● **Records shown**:
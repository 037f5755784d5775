//! OpenCL типы данных и константы

use std::ffi::{c_char, c_void};

#[allow(non_camel_case_types)]
pub type cl_platform_id = *mut c_void;
#[allow(non_camel_case_types)]
pub type cl_device_id = *mut c_void;
#[allow(non_camel_case_types)]
pub type cl_context = *mut c_void;
#[allow(non_camel_case_types)]
pub type cl_command_queue = *mut c_void;
#[allow(non_camel_case_types)]
pub type cl_program = *mut c_void;
#[allow(non_camel_case_types)]
pub type cl_kernel = *mut c_void;
#[allow(non_camel_case_types)]
pub type cl_mem = *mut c_void;
#[allow(non_camel_case_types)]
pub type cl_event = *mut c_void;
#[allow(non_camel_case_types)]
pub type cl_int = i32;
#[allow(non_camel_case_types)]
pub type cl_uint = u32;
#[allow(non_camel_case_types)]
pub type cl_bool = u32;
#[allow(non_camel_case_types)]
pub type cl_device_type = u64;
#[allow(non_camel_case_types)]
pub type cl_device_info = u32;
#[allow(non_camel_case_types)]
pub type cl_context_properties = isize;
#[allow(non_camel_case_types)]
pub type cl_command_queue_properties = u64;
#[allow(non_camel_case_types)]
pub type cl_mem_flags = u64;
#[allow(non_camel_case_types)]
pub type cl_program_build_info = u32;

/// Callback уведомлений контекста
pub type ContextNotifyCallback = Option<
    unsafe extern "C" fn(
        errinfo: *const c_char,
        private_info: *const c_void,
        cb: usize,
        user_data: *mut c_void,
    ),
>;

/// Callback завершения сборки программы
pub type BuildNotifyCallback = Option<unsafe extern "C" fn(program: cl_program, user_data: *mut c_void)>;

// Коды возврата
pub const CL_SUCCESS: cl_int = 0;
pub const CL_DEVICE_NOT_FOUND: cl_int = -1;
pub const CL_INVALID_VALUE: cl_int = -30;
pub const CL_PLATFORM_NOT_FOUND_KHR: cl_int = -1001;

pub const CL_FALSE: cl_bool = 0;
pub const CL_TRUE: cl_bool = 1;

pub const CL_DEVICE_TYPE_GPU: cl_device_type = 1 << 2;
pub const CL_DEVICE_NAME: cl_device_info = 0x102B;

pub const CL_MEM_READ_ONLY: cl_mem_flags = 1 << 2;
pub const CL_MEM_WRITE_ONLY: cl_mem_flags = 1 << 1;

pub const CL_PROGRAM_BUILD_LOG: cl_program_build_info = 0x1183;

● **To do**: When you transcribe the records above, keep every line exactly the same.

● **Answer to this task**:
repository 037f5755784d5775
//! OpenCL типы данных и константы

use std::ffi::{c_char, c_void};

#[allow(non_camel_case_types)]
pub type cl_platform_id = *mut c_void;
#[allow(non_camel_case_types)]
pub type cl_device_id = *mut c_void;
#[allow(non_camel_case_types)]
pub type cl_context = *mut c_void;
#[allow(non_camel_case_types)]
pub type cl_command_queue = *mut c_void;
#[allow(non_camel_case_types)]
pub type cl_program = *mut c_void;
#[allow(non_camel_case_types)]
pub type cl_kernel = *mut c_void;
#[allow(non_camel_case_types)]
pub type cl_mem = *mut c_void;
#[allow(non_camel_case_types)]
pub type cl_event = *mut c_void;
#[allow(non_camel_case_types)]
pub type cl_int = i32;
#[allow(non_camel_case_types)]
pub type cl_uint = u32;
#[allow(non_camel_case_types)]
pub type cl_bool = u32;
#[allow(non_camel_case_types)]
pub type cl_device_type = u64;
#[allow(non_camel_case_types)]
pub type cl_device_info = u32;
#[allow(non_camel_case_types)]
pub type cl_context_properties = isize;
#[allow(non_camel_case_types)]
pub type cl_command_queue_properties = u64;
#[allow(non_camel_case_types)]
pub type cl_mem_flags = u64;
#[allow(non_camel_case_types)]
pub type cl_program_build_info = u32;

/// Callback уведомлений контекста
pub type ContextNotifyCallback = Option<
    unsafe extern "C" fn(
        errinfo: *const c_char,
        private_info: *const c_void,
        cb: usize,
        user_data: *mut c_void,
    ),
>;

/// Callback завершения сборки программы
pub type BuildNotifyCallback = Option<unsafe extern "C" fn(program: cl_program, user_data: *mut c_void)>;

// Коды возврата
pub const CL_SUCCESS: cl_int = 0;
pub const CL_DEVICE_NOT_FOUND: cl_int = -1;
pub const CL_INVALID_VALUE: cl_int = -30;
pub const CL_PLATFORM_NOT_FOUND_KHR: cl_int = -1001;

pub const CL_FALSE: cl_bool = 0;
pub const CL_TRUE: cl_bool = 1;

pub const CL_DEVICE_TYPE_GPU: cl_device_type = 1 << 2;
pub const CL_DEVICE_NAME: cl_device_info = 0x102B;

pub const CL_MEM_READ_ONLY: cl_mem_flags = 1 << 2;
pub const CL_MEM_WRITE_ONLY: cl_mem_flags = 1 << 1;

pub const CL_PROGRAM_BUILD_LOG: cl_program_build_info = 0x1183;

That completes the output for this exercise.